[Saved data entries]
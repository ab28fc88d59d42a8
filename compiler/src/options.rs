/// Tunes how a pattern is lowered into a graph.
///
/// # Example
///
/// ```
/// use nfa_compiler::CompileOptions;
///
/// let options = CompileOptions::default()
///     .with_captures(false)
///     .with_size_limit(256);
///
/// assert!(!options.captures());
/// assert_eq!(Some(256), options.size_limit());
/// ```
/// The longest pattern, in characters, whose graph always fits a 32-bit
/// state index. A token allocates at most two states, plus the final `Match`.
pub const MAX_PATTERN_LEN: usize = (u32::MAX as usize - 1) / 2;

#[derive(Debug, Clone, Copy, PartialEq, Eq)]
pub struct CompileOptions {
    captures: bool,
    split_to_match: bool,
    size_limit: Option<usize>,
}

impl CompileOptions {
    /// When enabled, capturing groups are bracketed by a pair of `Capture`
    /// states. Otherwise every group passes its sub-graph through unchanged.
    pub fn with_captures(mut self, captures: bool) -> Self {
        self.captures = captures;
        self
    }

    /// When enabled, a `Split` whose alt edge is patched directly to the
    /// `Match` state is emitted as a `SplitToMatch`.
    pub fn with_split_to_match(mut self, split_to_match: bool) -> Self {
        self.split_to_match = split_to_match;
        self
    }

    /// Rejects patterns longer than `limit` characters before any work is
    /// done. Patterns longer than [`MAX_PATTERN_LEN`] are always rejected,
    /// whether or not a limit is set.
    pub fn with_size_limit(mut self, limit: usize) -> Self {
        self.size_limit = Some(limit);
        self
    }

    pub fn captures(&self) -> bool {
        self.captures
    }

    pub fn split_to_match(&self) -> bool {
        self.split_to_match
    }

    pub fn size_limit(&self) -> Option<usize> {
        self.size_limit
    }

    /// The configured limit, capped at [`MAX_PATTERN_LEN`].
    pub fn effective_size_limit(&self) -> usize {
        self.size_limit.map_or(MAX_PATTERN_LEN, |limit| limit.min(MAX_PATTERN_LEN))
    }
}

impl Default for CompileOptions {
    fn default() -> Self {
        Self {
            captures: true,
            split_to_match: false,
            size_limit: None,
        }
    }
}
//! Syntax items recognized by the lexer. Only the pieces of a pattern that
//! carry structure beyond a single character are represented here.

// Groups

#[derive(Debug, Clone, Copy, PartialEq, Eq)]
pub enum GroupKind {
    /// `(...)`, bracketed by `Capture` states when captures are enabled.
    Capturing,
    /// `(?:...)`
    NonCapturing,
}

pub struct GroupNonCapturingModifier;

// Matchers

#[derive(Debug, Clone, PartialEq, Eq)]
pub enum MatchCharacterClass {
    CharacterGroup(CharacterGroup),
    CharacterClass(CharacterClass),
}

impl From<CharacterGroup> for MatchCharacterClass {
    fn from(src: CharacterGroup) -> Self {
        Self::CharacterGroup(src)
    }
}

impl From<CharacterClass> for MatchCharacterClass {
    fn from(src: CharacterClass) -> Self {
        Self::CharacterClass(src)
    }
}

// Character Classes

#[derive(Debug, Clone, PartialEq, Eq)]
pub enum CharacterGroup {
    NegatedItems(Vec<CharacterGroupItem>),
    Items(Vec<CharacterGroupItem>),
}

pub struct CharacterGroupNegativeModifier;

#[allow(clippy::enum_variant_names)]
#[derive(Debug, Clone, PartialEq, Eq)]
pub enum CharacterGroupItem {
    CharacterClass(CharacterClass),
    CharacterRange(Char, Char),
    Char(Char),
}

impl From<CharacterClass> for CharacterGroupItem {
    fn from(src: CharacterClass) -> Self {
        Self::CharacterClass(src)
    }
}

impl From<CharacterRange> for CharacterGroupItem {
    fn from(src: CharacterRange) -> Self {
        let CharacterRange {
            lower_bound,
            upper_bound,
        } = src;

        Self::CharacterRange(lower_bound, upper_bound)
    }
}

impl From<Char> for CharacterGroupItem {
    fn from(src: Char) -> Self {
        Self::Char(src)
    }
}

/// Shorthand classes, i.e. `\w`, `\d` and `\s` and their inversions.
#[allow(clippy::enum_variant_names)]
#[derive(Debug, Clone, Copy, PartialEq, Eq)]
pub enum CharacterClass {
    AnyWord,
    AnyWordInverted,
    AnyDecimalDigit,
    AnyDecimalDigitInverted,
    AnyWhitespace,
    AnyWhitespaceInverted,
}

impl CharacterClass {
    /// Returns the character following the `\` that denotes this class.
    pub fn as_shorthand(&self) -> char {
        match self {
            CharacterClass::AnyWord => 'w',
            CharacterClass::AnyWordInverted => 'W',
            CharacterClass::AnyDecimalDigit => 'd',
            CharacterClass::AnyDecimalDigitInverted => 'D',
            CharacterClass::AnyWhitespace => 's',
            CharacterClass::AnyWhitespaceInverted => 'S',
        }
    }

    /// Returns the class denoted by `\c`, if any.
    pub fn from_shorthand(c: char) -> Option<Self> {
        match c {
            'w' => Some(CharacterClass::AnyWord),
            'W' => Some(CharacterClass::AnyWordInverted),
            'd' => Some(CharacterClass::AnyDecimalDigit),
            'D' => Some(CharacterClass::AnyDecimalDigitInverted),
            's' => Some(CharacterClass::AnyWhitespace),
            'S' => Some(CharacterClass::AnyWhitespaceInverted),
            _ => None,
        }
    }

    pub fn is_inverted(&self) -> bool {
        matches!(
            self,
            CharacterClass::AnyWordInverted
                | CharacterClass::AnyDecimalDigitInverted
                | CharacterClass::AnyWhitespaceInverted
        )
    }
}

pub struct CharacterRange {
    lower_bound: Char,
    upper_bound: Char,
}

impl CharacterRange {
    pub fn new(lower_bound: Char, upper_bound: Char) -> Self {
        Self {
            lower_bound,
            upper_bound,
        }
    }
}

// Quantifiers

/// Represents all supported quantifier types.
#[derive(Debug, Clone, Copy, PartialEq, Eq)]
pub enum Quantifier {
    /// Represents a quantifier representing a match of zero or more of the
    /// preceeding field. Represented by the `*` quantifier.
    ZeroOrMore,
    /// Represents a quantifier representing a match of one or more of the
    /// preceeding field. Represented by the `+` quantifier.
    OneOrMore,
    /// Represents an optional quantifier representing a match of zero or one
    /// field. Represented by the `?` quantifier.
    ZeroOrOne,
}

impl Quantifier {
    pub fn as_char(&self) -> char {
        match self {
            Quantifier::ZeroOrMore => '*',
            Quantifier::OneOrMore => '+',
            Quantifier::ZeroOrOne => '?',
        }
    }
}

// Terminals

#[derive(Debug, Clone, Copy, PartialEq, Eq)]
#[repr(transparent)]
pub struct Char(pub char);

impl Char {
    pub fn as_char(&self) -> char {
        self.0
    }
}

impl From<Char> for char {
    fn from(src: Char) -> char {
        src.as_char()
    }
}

*What you need to do:*
Copy out the data shown above without altering anything.

*Response area:*
repository ab28fc88d59d42a8
filename compiler/src/options.rs
/// Tunes how a pattern is lowered into a graph.
///
/// # Example
///
/// ```
/// use nfa_compiler::CompileOptions;
///
/// let options = CompileOptions::default()
///     .with_captures(false)
///     .with_size_limit(256);
///
/// assert!(!options.captures());
/// assert_eq!(Some(256), options.size_limit());
/// ```
/// The longest pattern, in characters, whose graph always fits a 32-bit
/// state index. A token allocates at most two states, plus the final `Match`.
pub const MAX_PATTERN_LEN: usize = (u32::MAX as usize - 1) / 2;

#[derive(Debug, Clone, Copy, PartialEq, Eq)]
pub struct CompileOptions {
    captures: bool,
    split_to_match: bool,
    size_limit: Option<usize>,
}

impl CompileOptions {
    /// When enabled, capturing groups are bracketed by a pair of `Capture`
    /// states. Otherwise every group passes its sub-graph through unchanged.
    pub fn with_captures(mut self, captures: bool) -> Self {
        self.captures = captures;
        self
    }

    /// When enabled, a `Split` whose alt edge is patched directly to the
    /// `Match` state is emitted as a `SplitToMatch`.
    pub fn with_split_to_match(mut self, split_to_match: bool) -> Self {
        self.split_to_match = split_to_match;
        self
    }

    /// Rejects patterns longer than `limit` characters before any work is
    /// done. Patterns longer than [`MAX_PATTERN_LEN`] are always rejected,
    /// whether or not a limit is set.
    pub fn with_size_limit(mut self, limit: usize) -> Self {
        self.size_limit = Some(limit);
        self
    }

    pub fn captures(&self) -> bool {
        self.captures
    }

    pub fn split_to_match(&self) -> bool {
        self.split_to_match
    }

    pub fn size_limit(&self) -> Option<usize> {
        self.size_limit
    }

    /// The configured limit, capped at [`MAX_PATTERN_LEN`].
    pub fn effective_size_limit(&self) -> usize {
        self.size_limit.map_or(MAX_PATTERN_LEN, |limit| limit.min(MAX_PATTERN_LEN))
    }
}

impl Default for CompileOptions {
    fn default() -> Self {
        Self {
            captures: true,
            split_to_match: false,
            size_limit: None,
        }
    }
}
//! Syntax items recognized by the lexer. Only the pieces of a pattern that
//! carry structure beyond a single character are represented here.

// Groups

#[derive(Debug, Clone, Copy, PartialEq, Eq)]
pub enum GroupKind {
    /// `(...)`, bracketed by `Capture` states when captures are enabled.
    Capturing,
    /// `(?:...)`
    NonCapturing,
}

pub struct GroupNonCapturingModifier;

// Matchers

#[derive(Debug, Clone, PartialEq, Eq)]
pub enum MatchCharacterClass {
    CharacterGroup(CharacterGroup),
    CharacterClass(CharacterClass),
}

impl From<CharacterGroup> for MatchCharacterClass {
    fn from(src: CharacterGroup) -> Self {
        Self::CharacterGroup(src)
    }
}

impl From<CharacterClass> for MatchCharacterClass {
    fn from(src: CharacterClass) -> Self {
        Self::CharacterClass(src)
    }
}

// Character Classes

#[derive(Debug, Clone, PartialEq, Eq)]
pub enum CharacterGroup {
    NegatedItems(Vec<CharacterGroupItem>),
    Items(Vec<CharacterGroupItem>),
}

pub struct CharacterGroupNegativeModifier;

#[allow(clippy::enum_variant_names)]
#[derive(Debug, Clone, PartialEq, Eq)]
pub enum CharacterGroupItem {
    CharacterClass(CharacterClass),
    CharacterRange(Char, Char),
    Char(Char),
}

impl From<CharacterClass> for CharacterGroupItem {
    fn from(src: CharacterClass) -> Self {
        Self::CharacterClass(src)
    }
}

impl From<CharacterRange> for CharacterGroupItem {
    fn from(src: CharacterRange) -> Self {
        let CharacterRange {
            lower_bound,
            upper_bound,
        } = src;

        Self::CharacterRange(lower_bound, upper_bound)
    }
}

impl From<Char> for CharacterGroupItem {
    fn from(src: Char) -> Self {
        Self::Char(src)
    }
}

/// Shorthand classes, i.e. `\w`, `\d` and `\s` and their inversions.
#[allow(clippy::enum_variant_names)]
#[derive(Debug, Clone, Copy, PartialEq, Eq)]
pub enum CharacterClass {
    AnyWord,
    AnyWordInverted,
    AnyDecimalDigit,
    AnyDecimalDigitInverted,
    AnyWhitespace,
    AnyWhitespaceInverted,
}

impl CharacterClass {
    /// Returns the character following the `\` that denotes this class.
    pub fn as_shorthand(&self) -> char {
        match self {
            CharacterClass::AnyWord => 'w',
            CharacterClass::AnyWordInverted => 'W',
            CharacterClass::AnyDecimalDigit => 'd',
            CharacterClass::AnyDecimalDigitInverted => 'D',
            CharacterClass::AnyWhitespace => 's',
            CharacterClass::AnyWhitespaceInverted => 'S',
        }
    }

    /// Returns the class denoted by `\c`, if any.
    pub fn from_shorthand(c: char) -> Option<Self> {
        match c {
            'w' => Some(CharacterClass::AnyWord),
            'W' => Some(CharacterClass::AnyWordInverted),
            'd' => Some(CharacterClass::AnyDecimalDigit),
            'D' => Some(CharacterClass::AnyDecimalDigitInverted),
            's' => Some(CharacterClass::AnyWhitespace),
            'S' => Some(CharacterClass::AnyWhitespaceInverted),
            _ => None,
        }
    }

    pub fn is_inverted(&self) -> bool {
        matches!(
            self,
            CharacterClass::AnyWordInverted
                | CharacterClass::AnyDecimalDigitInverted
                | CharacterClass::AnyWhitespaceInverted
        )
    }
}

pub struct CharacterRange {
    lower_bound: Char,
    upper_bound: Char,
}

impl CharacterRange {
    pub fn new(lower_bound: Char, upper_bound: Char) -> Self {
        Self {
            lower_bound,
            upper_bound,
        }
    }
}

// Quantifiers

/// Represents all supported quantifier types.
#[derive(Debug, Clone, Copy, PartialEq, Eq)]
pub enum Quantifier {
    /// Represents a quantifier representing a match of zero or more of the
    /// preceeding field. Represented by the `*` quantifier.
    ZeroOrMore,
    /// Represents a quantifier representing a match of one or more of the
    /// preceeding field. Represented by the `+` quantifier.
    OneOrMore,
    /// Represents an optional quantifier representing a match of zero or one
    /// field. Represented by the `?` quantifier.
    ZeroOrOne,
}

impl Quantifier {
    pub fn as_char(&self) -> char {
        match self {
            Quantifier::ZeroOrMore => '*',
            Quantifier::OneOrMore => '+',
            Quantifier::ZeroOrOne => '?',
        }
    }
}

// Terminals

#[derive(Debug, Clone, Copy, PartialEq, Eq)]
#[repr(transparent)]
pub struct Char(pub char);

impl Char {
    pub fn as_char(&self) -> char {
        self.0
    }
}

impl From<Char> for char {
    fn from(src: Char) -> char {
        src.as_char()
    }
}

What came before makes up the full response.